Task to carry out: The answer must restate every entry exactly as it appears.

Saved entries

━━━

//! JSON persistence for requirement catalogues.

use super::default_time_slots;
use crate::model::{LessonRequirement, Place, TimetableRequirements};
use serde::{Deserialize, Serialize};
use std::ffi::OsString;
use std::fs;
use std::path::Path;

/// Failure loading or saving a catalogue file.
#[derive(Debug, derive_more::Display, derive_more::Error, derive_more::From)]
pub enum CatalogError {
    #[display("catalog io error: {_0}")]
    Io(std::io::Error),
    #[display("catalog format error: {_0}")]
    Format(serde_json::Error),
}

/// A portable requirement catalogue.
///
/// Stores the requirement list plus the entity counts it was drawn
/// against, so a file round-trips into the same problem instance. Rooms
/// and the slot grid are synthesized on conversion.
#[derive(Debug, Clone, PartialEq, Serialize, Deserialize)]
pub struct RequirementsExample {
    pub lecturer_count: u32,
    pub group_count: u32,
    pub place_count: usize,
    pub lesson_requirements: Vec<LessonRequirement>,
}

impl RequirementsExample {
    /// Reads a catalogue from a JSON file.
    pub fn load(path: impl AsRef<Path>) -> Result<Self, CatalogError> {
        let text = fs::read_to_string(path)?;
        Ok(serde_json::from_str(&text)?)
    }

    /// Writes the catalogue as pretty JSON.
    ///
    /// The file is written to a temporary sibling and renamed into place,
    /// so readers never observe a half-written catalogue.
    pub fn save(&self, path: impl AsRef<Path>) -> Result<(), CatalogError> {
        let path = path.as_ref();
        if let Some(parent) = path.parent() {
            if !parent.as_os_str().is_empty() {
                fs::create_dir_all(parent)?;
            }
        }
        let mut tmp = OsString::from(path.as_os_str());
        tmp.push(".tmp");
        fs::write(&tmp, serde_json::to_string_pretty(self)?)?;
        fs::rename(&tmp, path)?;
        Ok(())
    }

    /// Expands the catalogue into full optimizer input, synthesizing
    /// numbered rooms and the standard slot grid.
    pub fn into_requirements(self) -> TimetableRequirements {
        let places = (0..self.place_count)
            .map(|i| Place {
                id: i as u64 + 1,
                name: format!("room-{}", i + 1),
                capacity: 30,
            })
            .collect();
        TimetableRequirements::new(self.lesson_requirements, places, default_time_slots())
    }
}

━━━

Response area:
//! JSON persistence for requirement catalogues.

use super::default_time_slots;
use crate::model::{LessonRequirement, Place, TimetableRequirements};
use serde::{Deserialize, Serialize};
use std::ffi::OsString;
use std::fs;
use std::path::Path;

/// Failure loading or saving a catalogue file.
#[derive(Debug, derive_more::Display, derive_more::Error, derive_more::From)]
pub enum CatalogError {
    #[display("catalog io error: {_0}")]
    Io(std::io::Error),
    #[display("catalog format error: {_0}")]
    Format(serde_json::Error),
}

/// A portable requirement catalogue.
///
/// Stores the requirement list plus the entity counts it was drawn
/// against, so a file round-trips into the same problem instance. Rooms
/// and the slot grid are synthesized on conversion.
#[derive(Debug, Clone, PartialEq, Serialize, Deserialize)]
pub struct RequirementsExample {
    pub lecturer_count: u32,
    pub group_count: u32,
    pub place_count: usize,
    pub lesson_requirements: Vec<LessonRequirement>,
}

impl RequirementsExample {
    /// Reads a catalogue from a JSON file.
    pub fn load(path: impl AsRef<Path>) -> Result<Self, CatalogError> {
        let text = fs::read_to_string(path)?;
        Ok(serde_json::from_str(&text)?)
    }

    /// Writes the catalogue as pretty JSON.
    ///
    /// The file is written to a temporary sibling and renamed into place,
    /// so readers never observe a half-written catalogue.
    pub fn save(&self, path: impl AsRef<Path>) -> Result<(), CatalogError> {
        let path = path.as_ref();
        if let Some(parent) = path.parent() {
            if !parent.as_os_str().is_empty() {
                fs::create_dir_all(parent)?;
            }
        }
        let mut tmp = OsString::from(path.as_os_str());
        tmp.push(".tmp");
        fs::write(&tmp, serde_json::to_string_pretty(self)?)?;
        fs::rename(&tmp, path)?;
        Ok(())
    }

    /// Expands the catalogue into full optimizer input, synthesizing
    /// numbered rooms and the standard slot grid.
    pub fn into_requirements(self) -> TimetableRequirements {
        let places = (0..self.place_count)
            .map(|i| Place {
                id: i as u64 + 1,
                name: format!("room-{}", i + 1),
                capacity: 30,
            })
            .collect();
        TimetableRequirements::new(self.lesson_requirements, places, default_time_slots())
    }
}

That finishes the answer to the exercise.